"Alasan untuk bertahan."
.
.
.Tok!
Tok!
Tok!Dame mencengkram lengan Adeo begitu seseorang kembali menggedor pintu kamar sewa yang baru saja mereka ditempati dua jam lalu.
Rasanya ingin terus mengumpat. Adeo tak tahan ada dititik dimana mereka harus selalu dikejar dan diawasi oleh para renternir yang bahkan tidak pernah puas setelah diberikan seluruh harta benda yang tersisa pada tubuhnya.
Uang hasil kerja kerasnya yang tidak seberapa itu dirampas tanpa sisa, jam tangan pemberian Ibunya, handphone dan uang tabungan dalam kartu kredit juga diraup tanpa menyisahkan sepeserpun uang untuk pegangan.
Sisa waktu kamar sewa yang sebenarnya masih tersisa hingga lusa terpaksa harus terbuang sia-sia lantara Adeo dan Dame memilih aman. Jika mereka tetap di sana, maka silih berganti para renternir itu akan tetap menemui dan menagih hutang yang tersisa pada mereka. Maka oleh sebab itu, Adeo memilih mencari tempat baru yang sekarang mereka tempati dengan bantuan dari rekan kerjanya.
Sekiranya aman tanpa gangguan beberapa hari, rupanya dugaan Adeo salah. Entah radar apa yang digunakan para komplotan penagih hutang itu sampai-sampai tempat tinggal mereka saat ini diketahui sangat mudah.
Ini sangat mengherankan. Bahkan belum sampai hitungan hari mereka menginap di tempat baru ini, namun gangguan seakan tidak pernah berhenti mengganggu.
Adeo dan Dame, sedikit pun diantara keduanya mampu terlelap nyaman, sebab setiap waktu mereka harus dihantui rasa waspada dari ancaman para renternir yang selalu datang tanpa permisi. Tiga hari ini pun mereka hanya tidur tanpa terlelap, hanya memejam dengan telinga waspada, demi menjaga satu sama lain agar tetap aman.
Adeo dan Dame menghela napas lega dengan badan yang kompak melunglai begitu suara ketukan itu berhenti. Dame kemudian melirik jarum jam yang menunjukkan pukul 3 pagi.
"Sholat dulu, Kak."
Adeo mengangguk. "Sana wudhu duluan."
"Yaudah." Ujar Dame lantas beranjak menuju kamar mandi.
Adeo kembali merebahkan badan pada kasur tipis di lantai. Kepalanya sakit luar biasa. Entah sampai kapan hidupnya akan terancam seperti ini.
--_--_--_--_--
Hari ini bertepatan jadwal kuliah Dame yang kosong, sehingga dimanfaatkan untuk pergi ke suatu tempat yang sudah lama tidak dikunjungi.
Satu keranjang berisi bunga mawar juga sebotol air bersih berada dalam genggaman. Dame melangkah pelan dalam keheningan ditempat itu yang menyejukkan.
Dame terpaku sesaat begitu menyadari tempat peristirahatan terakhir sang Ibu yang bersih dan dipenuhi taburan bunga mawar segar di atas gundukannya. Terlihat masih segar, bahkan ada jejak basah di tanah seakan baru saja seseorang datang mengunjungi makam Ibunya.
Adeo kah? Apa mungkin Kakaknya itu datang sebelum dirinya tiba?
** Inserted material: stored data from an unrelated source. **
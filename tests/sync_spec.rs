//! Sync protocol tests: submission, status mapping and the retry policy.

use std::time::Duration;

use serde_json::{json, Value};
use todoist_mcp::client::EndpointClass;
use todoist_mcp::config::{ApiConfig, RateLimitConfig, RetryConfig};
use todoist_mcp::error::{ErrorKind, TodoistError};
use todoist_mcp::sync::*;
use todoist_mcp::TodoistClient;
use wiremock::matchers::{method, path};
use wiremock::{Mock, MockServer, Request, Respond, ResponseTemplate};

fn fast_limit(capacity: u32) -> RateLimitConfig {
    RateLimitConfig {
        capacity,
        window: Duration::from_secs(60),
        backoff_base: Duration::from_millis(5),
        backoff_cap: Duration::from_millis(20),
    }
}

/// Helper to create a mock API and a client pointed at it.
async fn setup() -> (MockServer, TodoistClient) {
    let server = MockServer::start().await;
    let config = ApiConfig::new(server.uri(), Some("test-token".to_string()))
        .with_retry(RetryConfig {
            attempts: 3,
            base_delay: Duration::from_millis(10),
            max_delay: Duration::from_millis(50),
            default_rate_limit_wait: Duration::from_millis(10),
        })
        .with_rate_limits(fast_limit(300), fast_limit(50));
    let client = TodoistClient::new(config).expect("Failed to build client");
    (server, client)
}

/// Answers every submitted command with "ok".
struct AllOk;

impl Respond for AllOk {
    fn respond(&self, request: &Request) -> ResponseTemplate {
        let body: Value = serde_json::from_slice(&request.body).expect("sync body is JSON");
        let mut status = serde_json::Map::new();
        let mut mapping = serde_json::Map::new();
        for (i, command) in body["commands"].as_array().expect("commands").iter().enumerate() {
            status.insert(command["uuid"].as_str().unwrap().to_string(), json!("ok"));
            if let Some(temp_id) = command["temp_id"].as_str() {
                mapping.insert(temp_id.to_string(), json!(format!("real-{}", i)));
            }
        }
        ResponseTemplate::new(200).set_body_json(json!({
            "sync_status": status,
            "temp_id_mapping": mapping,
            "full_sync": false
        }))
    }
}

fn complete(id: &str) -> SyncCommand {
    SyncCommand::new(CommandArgs::ItemComplete(IdArgs { id: id.to_string() }))
}

mod submission {
    use super::*;

    #[tokio::test]
    async fn posts_commands_in_wire_shape() {
        let (server, client) = setup().await;
        Mock::given(method("POST"))
            .and(path("/sync"))
            .respond_with(AllOk)
            .expect(1)
            .mount(&server)
            .await;

        let commands = vec![
            complete("1").with_uuid("u-1"),
            SyncCommand::new(CommandArgs::SectionAdd(SectionAddArgs {
                name: "Later".into(),
                project_id: "p1".into(),
            }))
            .with_temp_id("tmp-later"),
        ];
        let response = client.sync(&commands).await.unwrap();

        assert!(response.command_result("u-1").is_ok());
        assert_eq!(response.resolve_temp_id("tmp-later"), Some("real-1"));

        let received = server.received_requests().await.unwrap();
        let body: Value = serde_json::from_slice(&received[0].body).unwrap();
        assert_eq!(body["commands"][0]["type"], "item_complete");
        assert_eq!(body["commands"][0]["args"], json!({"id": "1"}));
        assert_eq!(body["commands"][1]["temp_id"], "tmp-later");
    }

    #[tokio::test]
    async fn bills_the_sync_budget_only() {
        let (server, client) = setup().await;
        Mock::given(method("POST"))
            .and(path("/sync"))
            .respond_with(AllOk)
            .mount(&server)
            .await;

        client.sync(&[complete("1")]).await.unwrap();

        assert_eq!(client.limiter(EndpointClass::Sync).status().remaining, 49);
        assert_eq!(client.limiter(EndpointClass::Rest).status().remaining, 300);
    }

    #[tokio::test]
    async fn empty_submission_is_rejected_locally() {
        let (_server, client) = setup().await;
        let err = client.sync(&[]).await.unwrap_err();
        assert_eq!(err.kind(), ErrorKind::Validation);
    }

    #[tokio::test]
    async fn omitted_status_reads_as_failure() {
        let (server, client) = setup().await;
        Mock::given(method("POST"))
            .and(path("/sync"))
            .respond_with(ResponseTemplate::new(200).set_body_json(json!({
                "sync_status": {},
                "temp_id_mapping": {}
            })))
            .mount(&server)
            .await;

        let command = complete("1");
        let response = client.sync(std::slice::from_ref(&command)).await.unwrap();
        let err = response.command_result(&command.uuid).unwrap_err();
        assert_eq!(err.error_tag.as_deref(), Some("INDETERMINATE"));
    }
}

mod retry_policy {
    use super::*;

    #[tokio::test]
    async fn service_unavailable_is_tried_exactly_attempts_times() {
        let (server, client) = setup().await;
        Mock::given(method("POST"))
            .and(path("/sync"))
            .respond_with(ResponseTemplate::new(503))
            .expect(3)
            .mount(&server)
            .await;

        let err = client.execute_batch(&[complete("1")]).await.unwrap_err();
        assert!(matches!(err, TodoistError::ServiceUnavailable { status: 503, .. }));
    }

    #[tokio::test]
    async fn timeouts_are_tried_exactly_attempts_times() {
        let server = MockServer::start().await;
        Mock::given(method("POST"))
            .and(path("/sync"))
            .respond_with(
                ResponseTemplate::new(200)
                    .set_body_json(json!({"sync_status": {}, "temp_id_mapping": {}}))
                    .set_delay(Duration::from_millis(500)),
            )
            .expect(3)
            .mount(&server)
            .await;

        let config = ApiConfig::new(server.uri(), Some("test-token".to_string()))
            .with_timeout(Duration::from_millis(100))
            .with_retry(RetryConfig {
                attempts: 3,
                base_delay: Duration::from_millis(10),
                max_delay: Duration::from_millis(50),
                default_rate_limit_wait: Duration::from_millis(10),
            })
            .with_rate_limits(fast_limit(300), fast_limit(50));
        let client = TodoistClient::new(config).unwrap();

        let err = client.execute_batch(&[complete("1")]).await.unwrap_err();
        assert_eq!(err.kind(), ErrorKind::Timeout);
    }

    #[tokio::test]
    async fn rate_limit_waits_then_succeeds() {
        let (server, client) = setup().await;
        Mock::given(method("POST"))
            .and(path("/sync"))
            .respond_with(ResponseTemplate::new(429).insert_header("Retry-After", "0"))
            .up_to_n_times(1)
            .expect(1)
            .mount(&server)
            .await;
        Mock::given(method("POST"))
            .and(path("/sync"))
            .respond_with(AllOk)
            .expect(1)
            .mount(&server)
            .await;

        let command = complete("1");
        let response = client
            .execute_batch(std::slice::from_ref(&command))
            .await
            .unwrap();
        assert!(response.command_result(&command.uuid).is_ok());
    }

    #[tokio::test]
    async fn validation_errors_are_not_retried() {
        let (server, client) = setup().await;
        Mock::given(method("POST"))
            .and(path("/sync"))
            .respond_with(ResponseTemplate::new(400).set_body_json(json!({"error": "Bad commands"})))
            .expect(1)
            .mount(&server)
            .await;

        let err = client.execute_batch(&[complete("1")]).await.unwrap_err();
        assert_eq!(err.kind(), ErrorKind::Validation);
    }

    #[tokio::test]
    async fn authentication_errors_are_not_retried() {
        let (server, client) = setup().await;
        Mock::given(method("POST"))
            .and(path("/sync"))
            .respond_with(ResponseTemplate::new(401))
            .expect(1)
            .mount(&server)
            .await;

        let err = client.execute_batch(&[complete("1")]).await.unwrap_err();
        assert_eq!(err.kind(), ErrorKind::Authentication);
    }

    #[test]
    fn backoff_between_attempts_strictly_increases() {
        let policy = RetryConfig {
            attempts: 5,
            base_delay: Duration::from_secs(1),
            max_delay: Duration::from_secs(30),
            default_rate_limit_wait: Duration::from_secs(60),
        };
        let err = TodoistError::ServiceUnavailable {
            status: 503,
            message: "down".into(),
        };

        let delays: Vec<_> = (1..5).map(|n| retry_delay(&policy, &err, n)).collect();
        assert!(delays.windows(2).all(|w| w[0] < w[1]));
        assert!(delays.iter().all(|d| *d <= policy.max_delay));
    }
}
Dame mengedarkan pandang ke penjuru makam dan hanya menemukan sepi.
Tak ambil pusing, Dame lantas berjongkok. Ia meraih segenggam bunga dalam keranjang lantas ditaburkan di atas gundukan makam sang Ibu.
"Gimana kabar Mama disana?" Dame tersenyum pada nisan di depannya. Seolah Ia benar-benar berbicara pada Ibunya.
"Maaf ya, Mah, aku baru dateng ziarah. Harusnya kemarin, tapi aku lagi gak bisa. Kakak juga lagi ada halangan, jadi aku wakilin dia. Mama jangan marahin dia, ya?"
Bunga mawar yang semula penuh, berangsur tandas karena Dame yang tidak berhenti menaburkan makam. Tanah hitam tak lagi tampak, kini menyisahkan warna merah bercampur terang dari kelopak mawar segar. Makam Ibunya kini terlihat seperti baru. Seolah baru saja ditinggal sehari, seperti tahun lalu saat Mama dimakamkan.
KAMU SEDANG MEMBACA
Memoar Hometown
Fanfiction{Brothership, Familly, Slice Of Life, Sicklit, Angst} Semuanya terasa sangat membingungkan bagi Welang. Dalam ingatannya rumah adalah tempat yang paling nyaman dan menyimpan banyak sekali kenangan yang sulit dilupakan. Namun saat ini, rumah dan selu...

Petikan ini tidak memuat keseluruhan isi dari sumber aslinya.